How to Forgive Yourself and Move on

Forgiving ourselves is one of the best gifts we can give ourselves throughout life. It will provide us with peace and will contribute greatly to our emotional balance. In this article we show you how to do it. 

Forgiving yourself is not a simple task: it requires humility, patience, deep compassion, and unconditional love for our being. However, it is essential that we learn to put it into practice if we really want to be at peace with ourselves and with others.

Most of us have made mistakes throughout our lives , because that is part of the life experience. We wish we had acted differently and we thought that if we had a new opportunity, we would do otherwise.

Not knowing how to set limits at work or in a relationship, being excessively submissive or aggressive, acting selfishly or doing something that hurts other people, are examples of situations that can lead us to feel great discomfort in the form of guilt or resentment towards ourselves. 

Is it inappropriate to feel guilt?

Guilt is a basic mechanism of action in our learning. It guides our conscience and imposes limits on us that show us whether our motivations and behaviors are adequate or not. We developed that feeling of healthy guilt around three years of age.

In case of not developing it and not having internalized an ethical and moral code, we can have many difficulties when relating to others. In fact, the absence of guilt is one of the main characteristics of psychopaths .

Thus, feeling guilt when we have acted wrongly is a good indicator. It means that we are aware that we have done something wrong. And that emotion is what can lead us to amend the situation, either by apologizing or by taking another action that resolves the discomfort.

The problem lies when we feel guilty about actions or decisions made in the past , and we let something that has already happened torment us over and over again, entering a vicious circle. That loop does not allow us to fully live in the present and ties us to an unresolved past.

What does it mean to forgive yourself?

Forgiving oneself does not mean justifying inappropriate behavior or stopping feeling remorse . It means that we have to recognize the negative emotions that this generates for us and, even so, decide that they lose strength in our present.

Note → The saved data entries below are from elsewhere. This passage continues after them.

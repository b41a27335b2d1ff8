//! Error types for volume reading and writing.

/// All errors surfaced by the volume subsystem.
///
/// Nothing in this crate retries; every variant is reported to the immediate caller.
#[derive(Debug, thiserror::Error)]
pub enum VolumeError {
    /// The manifest disagrees with the expected configuration, is from a newer
    /// version, or is missing entirely.
    #[error("invalid manifest: {field} is {actual:?}, expected {expected:?}")]
    InvalidManifest { field: String, actual: String, expected: String },

    /// A token in the fileset JSON did not match what the format requires at that position.
    #[error("invalid fileset data: expected {expected}, but got {actual} ({context})")]
    InvalidFilesetData { expected: String, actual: String, context: String },

    /// Lexical JSON failure (bad escape, unterminated string, stray byte).
    #[error("invalid JSON at byte {offset}: {message}")]
    InvalidJson { offset: u64, message: String },

    /// A blocklist stream ended in the middle of a hash.
    #[error(
        "premature end-of-stream in blocklist {entry}: got {got} bytes of {expected} at offset {offset}"
    )]
    TruncatedBlocklist { entry: String, got: usize, expected: usize, offset: u64 },

    /// A blocklist to be written is not a whole number of hashes.
    #[error(
        "blocklist {hash} has {len} bytes, which is not a multiple of the hash size {hash_size}"
    )]
    MalformedBlocklist { hash: String, len: u64, hash_size: usize },

    /// The concatenated blocklist bytes do not hash to the name they are stored under.
    #[error("blocklist hash does not match: expected {expected}, got {actual}")]
    BlocklistHashMismatch { expected: String, actual: String },

    /// A writer was used out of order.
    #[error("invalid call sequence: {0}")]
    Sequence(&'static str),

    /// A writer was used after `close()`.
    #[error("volume writer is already closed")]
    WriterClosed,

    /// The same block hash was added twice to one block volume.
    #[error("block {0} was already written to this volume")]
    DuplicateBlock(String),

    /// A non-empty file stream has neither a block hash nor blocklists.
    #[error("entry {path} has {size} bytes of {stream} but no block or blocklist")]
    MissingContent { path: String, stream: &'static str, size: u64 },

    /// A file stream has both a block hash and blocklists.
    #[error("entry {path} has both a block hash and blocklists for its {stream}")]
    ConflictingContent { path: String, stream: &'static str },

    /// Invalid option value.
    #[error("configuration error: {0}")]
    Config(String),

    /// Container or stream failure, including entries that do not exist.
    #[error("IO error: {0}")]
    Io(#[from] std::io::Error),
}

impl VolumeError {
    pub(crate) fn manifest(
        field: impl Into<String>,
        actual: impl ToString,
        expected: impl ToString,
    ) -> Self {
        VolumeError::InvalidManifest {
            field: field.into(),
            actual: actual.to_string(),
            expected: expected.to_string(),
        }
    }

    /// True when the error came from an entry missing in the container.
    pub fn is_not_found(&self) -> bool {
        matches!(self, VolumeError::Io(e) if e.kind() == std::io::ErrorKind::NotFound)
    }
}

pub type Result<T> = std::result::Result<T, VolumeError>;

Forgiving is a progressive process, it does not happen all at once , especially if the act to forgive ourselves is complex. There will be people who take years to fully heal their wounds, while others will find it easier.

To forgive ourselves, it is necessary to change our perception of the lived situation.  Therefore, we must give ourselves permission to move forward and overcome what happened, living in the present in peace and opening ourselves to a future without pain.

Forgiving yourself also means overcoming resistance to change , as it is often easier for us to feel guilty than to dare to leave self-criticism and pain behind.

Steps to forgive Yourself

Forgiving ourselves is a process made up of the following stages:

  • Recognize the truth : in order to forgive ourselves, it is necessary to be honest with ourselves. If we have done something wrong, it is better not to deceive ourselves.
  • Take responsibility for what happened : all acts have consequences, so it is much better to be brave and face what it entails.
  • Getting in touch with the deepest feelings that motivated that behavior : knowing what led us to act that way is a good step to avoid repeating the same mistake in the future.
  • Open ourselves to feel without judging ourselves : the acceptance of our imperfection will play a key role at this point. Accepting what happened is the basis for healing.
  • Healing emotional wounds : for this it will be necessary to allow self-criticism to open the way to compassion towards ourselves.
  • To love ourselves unconditionally : it means accepting ourselves in our totality, with our gifts and virtues, but also with our defects and errors. In this last phase, loving and forgiving are basically the same.

Ways for forgiving yourself

For practical purposes, there are actions that can help us forgive ourselves more quickly. Let’s see some examples:

  • Apologize. Apologizing is a great step forward if you have hurt someone, whether consciously or unconsciously. Of course, they must be deep and heartfelt apologies . They must also be without expectations, since asking for forgiveness does not mean that the other person forgives us immediately. What it does facilitate is our healing process and maybe the other person’s as well.
  • Share the experience . Explaining our mistakes to someone can help us in the process of releasing guilt. We can, for example, tell a friend who transmits emotional security and accepts us. Another possible solution will be to go to therapy with a specialist to help us manage our emotions.
  • To write. Another very valid option is to explain in a letter everything we would like to say to the other person. This will allow us to order our thoughts and emotions and relieve much of the pain. Depending on the situation, we will decide whether to deliver our writing to the other person or if it is simply part of our healing.
  • Heal our inner child. Meditation is a very powerful tool that can facilitate forgiveness. Entering a state of relaxation and communicating with our wounded inner child , giving him all the security and unconditional love he needs, will help reconcile us to our past.

Final thoughts

As with other types of forgiveness, forgiving yourself is a process. It is a path that we travel in which we leave pain behind to open ourselves to living a present and a future without suffering.

We must learn to accept that in each of the stages of life we ​​proceed according to our degree of consciousness . If in the past we did not act properly, it was possibly because we did not know how to do better.

And it is precisely in the healing process when we realize that we are no longer in the phase where we erred , and that thanks to that mistake we have been able to evolve. This should allow us to move more lightly and compassionately until we are at peace with ourselves.